"Nee, nee, das stimmt"
Nils Lehmann über die Folgen eines Phantomtores
Herr Lehmann, können Sie sich denken, warum wir anrufen?
Phantomtor.
Richtig. Ihrem Klub, der HSG Düsseldorf, wurde beim 25:26 bei der SG Kronau-Östringen ein Gegentor angerechnet, das es gar nicht gab.
Ich hab' die Szene gar nicht so wirklich mitgekriegt. Die Anzeigetafel, die hängt dort ziemlich steil über den Trainerbänken. Man sieht sie relativ schlecht, da müsste man sich immer so den Hals verrenken. Es stand 10:8 für Kronau-Östringen, und dann haben wir den Anschlusstreffer gemacht zum 10:9. Dann hieß es auf einmal, es steht 11:8. Und anstatt das auf 10:9 zu korrigieren, wurde es auf 11:9 korrigiert.
Was haben Sie da gedacht?
Das kam mir ein bisschen komisch vor. Es gab auch einen Timeout, und es gab die erste Diskussion. Aber die Schiedsrichter haben gesagt: Nee, nee, das stimmt, die haben ihre elf Tore geschossen - wie auch immer die elf Toren bei denen auf ihren Zettel kamen.
Sie konnten sie nicht überzeugen?
Kurz danach kam vom Hallensprecher eine Durchsage: Richtiger Spielstand nicht 11:9, sondern 10:9. Der korrigierte das also offiziell von außen, weil alle sich auch einig waren: Es steht 10:9. Daraufhin hat der Schiedsrichter kurioserweise dem Hallensprecher eine Gelbe Karte gegeben.
Haben Sie so etwas je erlebt?
Ich war konfus und wusste nicht wirklich, was das soll. Es gibt ja Gelbe Karten für die Bank, wenn ein Trainer oder Betreuer meckert. Aber eine Gelbe Karte für einen nicht am Spiel Beteiligten habe ich noch nie gesehen.
Haben Sie nicht weiter protestiert?
Unser Sportlicher Leiter Jörg Siegert ist in der Halbzeit nochmal zu den Schiedsrichtern gegangen. Die hatten sich wohl auch mit dem Zeitnehmertisch und dem Sekretär kurzgeschlossen, die die Aufzeichnung der Tore machen müssen. Die haben darauf beharrt, dass es dabei bleibt. Sie haben nicht mal ein Video zu Rate gezogen.
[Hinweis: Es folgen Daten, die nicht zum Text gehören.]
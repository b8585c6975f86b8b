//! Alert text and notification payloads

use serde::Serialize;

use crate::proximity::ProximityResult;

pub const ALERT_TITLE: &str = "Nuclear Radiation Proximity Alert!";
pub const DEFAULT_APP_NAME: &str = "Nuclear Power Plant Alert";
pub const DEFAULT_NOTIFICATION_TIMEOUT_SECS: u32 = 10;
pub const NAME_SEPARATOR: &str = ", ";
pub const SAFE_ZONE_MESSAGE: &str =
    "You are in a safe zone. No dangerous nuclear power plants nearby.";

/// Push-notification rendering of an alert
#[derive(Debug, Clone, PartialEq, Eq, Serialize)]
pub struct Notification {
    pub title: String,
    pub message: String,
    pub app_name: String,
    pub timeout_secs: u32,
}

/// Produced only when at least one reactor is within threshold.
#[derive(Debug, Clone, PartialEq, Eq, Serialize)]
pub struct AlertPayload {
    /// Names in proximity-engine order
    pub reactor_names: Vec<String>,
    /// In-page rendering
    pub message: String,
    pub notification: Notification,
}

fn warning_sentence(names: &str) -> String {
    format!(
        "You are near {} Nuclear Power Plant (Reactors).This area may be exposed to Nuclear Radiations. \
         Long exposure to these radiations may affect your health. \
         Please make sure that you move out from this area soon for your safety",
        names
    )
}

/// Builds alert payloads with a fixed notification framing.
#[derive(Debug, Clone)]
pub struct AlertFormatter {
    app_name: String,
    timeout_secs: u32,
}

impl AlertFormatter {
    pub fn new(app_name: impl Into<String>, timeout_secs: u32) -> Self {
        Self {
            app_name: app_name.into(),
            timeout_secs,
        }
    }

    /// Returns `None` when no result is within threshold.
    pub fn format(&self, results: &[ProximityResult]) -> Option<AlertPayload> {
        let reactor_names: Vec<String> = results
            .iter()
            .filter(|r| r.within_threshold)
            .map(|r| r.reactor.name.clone())
            .collect();

        if reactor_names.is_empty() {
            return None;
        }

        let sentence = warning_sentence(&reactor_names.join(NAME_SEPARATOR));
        let notification = Notification {
            title: ALERT_TITLE.to_string(),
            message: format!("{}.", sentence),
            app_name: self.app_name.clone(),
            timeout_secs: self.timeout_secs,
        };

        Some(AlertPayload {
            reactor_names,
            message: sentence,
            notification,
        })
    }
}

impl Default for AlertFormatter {
    fn default() -> Self {
        Self::new(DEFAULT_APP_NAME, DEFAULT_NOTIFICATION_TIMEOUT_SECS)
    }
}

/// Formats an alert with the default notification framing.
pub fn format_alert(results: &[ProximityResult]) -> Option<AlertPayload> {
    AlertFormatter::default().format(results)
}

#[cfg(test)]
mod tests {
    use super::*;
    use crate::dataset::ReactorRecord;

    fn result(name: &str, within: bool) -> ProximityResult {
        ProximityResult {
            reactor: ReactorRecord::new(name, 0.0, 0.0, Some(1.0)),
            distance_km: if within { 10.0 } else { 900.0 },
            within_threshold: within,
        }
    }

    #[test]
    fn test_nothing_nearby_is_none() {
        assert!(format_alert(&[]).is_none());
        assert!(format_alert(&[result("Kakrapar", false)]).is_none());
    }

    #[test]
    fn test_names_in_order() {
        let payload = format_alert(&[
            result("Tarapur", true),
            result("Rawatbhata", true),
            result("Kakrapar", false),
        ])
        .unwrap();

        assert_eq!(payload.reactor_names, vec!["Tarapur", "Rawatbhata"]);
        assert!(payload.message.starts_with("You are near Tarapur, Rawatbhata Nuclear Power Plant"));
        assert!(!payload.message.contains("Kakrapar"));
    }

    #[test]
    fn test_both_renderings_share_the_sentence() {
        let payload = format_alert(&[result("Tarapur", true)]).unwrap();
        assert_eq!(payload.notification.message, format!("{}.", payload.message));
        assert_eq!(payload.notification.title, ALERT_TITLE);
        assert_eq!(payload.notification.app_name, DEFAULT_APP_NAME);
        assert_eq!(payload.notification.timeout_secs, 10);
        assert!(payload.message.ends_with("for your safety"));
    }

    #[test]
    fn test_custom_framing() {
        let payload = AlertFormatter::new("Plant Watch", 30)
            .format(&[result("Tarapur", true)])
            .unwrap();
        assert_eq!(payload.notification.app_name, "Plant Watch");
        assert_eq!(payload.notification.timeout_secs, 30);
    }
}
//! User location types

use serde::{Deserialize, Serialize};

use crate::dataset::{LATITUDE_RANGE, LONGITUDE_RANGE};

/// A point on the Earth's surface in decimal degrees.
#[derive(Debug, Clone, Copy, PartialEq, Serialize, Deserialize)]
pub struct Coordinates {
    pub latitude: f64,
    pub longitude: f64,
}

impl Coordinates {
    /// Render origin used in place of an unresolved location
    pub const ORIGIN: Coordinates = Coordinates {
        latitude: 0.0,
        longitude: 0.0,
    };

    pub fn new(latitude: f64, longitude: f64) -> Self {
        Self {
            latitude,
            longitude,
        }
    }

    /// True when both components are inside their valid ranges.
    pub fn is_valid(&self) -> bool {
        (LATITUDE_RANGE.0..=LATITUDE_RANGE.1).contains(&self.latitude)
            && (LONGITUDE_RANGE.0..=LONGITUDE_RANGE.1).contains(&self.longitude)
    }
}

/// The caller's location for one run. Resolved once, never mutated.
#[derive(Debug, Clone, Copy, PartialEq, Serialize, Deserialize)]
#[serde(tag = "status", rename_all = "lowercase")]
pub enum UserLocation {
    Resolved(Coordinates),
    Unresolved,
}

impl UserLocation {
    pub fn resolved(latitude: f64, longitude: f64) -> Self {
        UserLocation::Resolved(Coordinates::new(latitude, longitude))
    }

    pub fn is_resolved(&self) -> bool {
        matches!(self, UserLocation::Resolved(_))
    }

    pub fn coordinates(&self) -> Option<Coordinates> {
        match self {
            UserLocation::Resolved(c) => Some(*c),
            UserLocation::Unresolved => None,
        }
    }

    /// Where the user marker is drawn: the resolved point, or (0, 0).
    pub fn render_point(&self) -> Coordinates {
        self.coordinates().unwrap_or(Coordinates::ORIGIN)
    }
}
//! CLI module for reactorwatch
//!
//! Provides command-line interface for:
//! - analyze: One-shot analysis of a reactor dataset
//! - serve: HTTP upload/analysis server
//! - init: Write a default configuration file

mod args;
mod commands;
mod errors;
mod io;

pub use args::{Cli, Command};
pub use commands::{analyze, init, load_config, run, run_analysis, run_command, serve, AnalyzeOptions};
pub use errors::{CliError, CliErrorCode, CliResult};
pub use io::{write_response, write_response_to};
//! reactorwatch CLI entry point
//!
//! Parses arguments, dispatches to the CLI module, prints errors to stderr
//! and exits non-zero on failure. All logic lives in `cli`.

use reactorwatch::cli;

fn main() {
    if let Err(e) = cli::run() {
        eprintln!("{}", e);
        std::process::exit(1);
    }
}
Das hätten sie machen können in der Zeit.
Es gab ein Video?
Jaja, jeder Heimverein zeichnet die Spiele auf, und die Kronau-Östringer haben eine sehr aufwändige Aufzeichnung mit Zeitlupen und allem Drum und Dran. Da hätte man sich leicht kundig machen können.
Aber das ist nicht passiert.
Nach dem Spiel haben wir dann den Protest eingereicht. Und wir haben möglichst schnell versucht, das Video zu bekommen, weil wir so ein bisschen Angst hatten, dass das Video vielleicht auf ominöse Weise verschwindet oder die Szene komischerweise nicht mehr drauf ist. Aber Lob an Kronau-Östringen: Die haben sich nicht quer gestellt.
Haben Sie das Video angeschaut?
Ja, und es ist ganz klar. Man hört es auch von der Hallenansage: Es steht 10:8. Und im nächsten Angriff steht's dann 11:9.
Waren die Schiedsrichter zu stur?
Den Schiedsrichtern kann man da keinen Vorwurf machen. Die müssen sich auf den Zeitnehmer verlassen. Das Handballspiel ist so schnell geworden, da hat ein Schiedsrichter keine Zeit mehr, sein Kärtchen jedes Mal rauszuziehen und die Tore und Torschützen alle drauf zu vermerken.
Ihr Spieler Frank Berblinger hat nun mit einem Wurf zwei Tore erzielt.
Ja: Eins für uns und eins für den Gegner. Ich weiß auch nicht, warum ihm das nicht angerechnet wurde.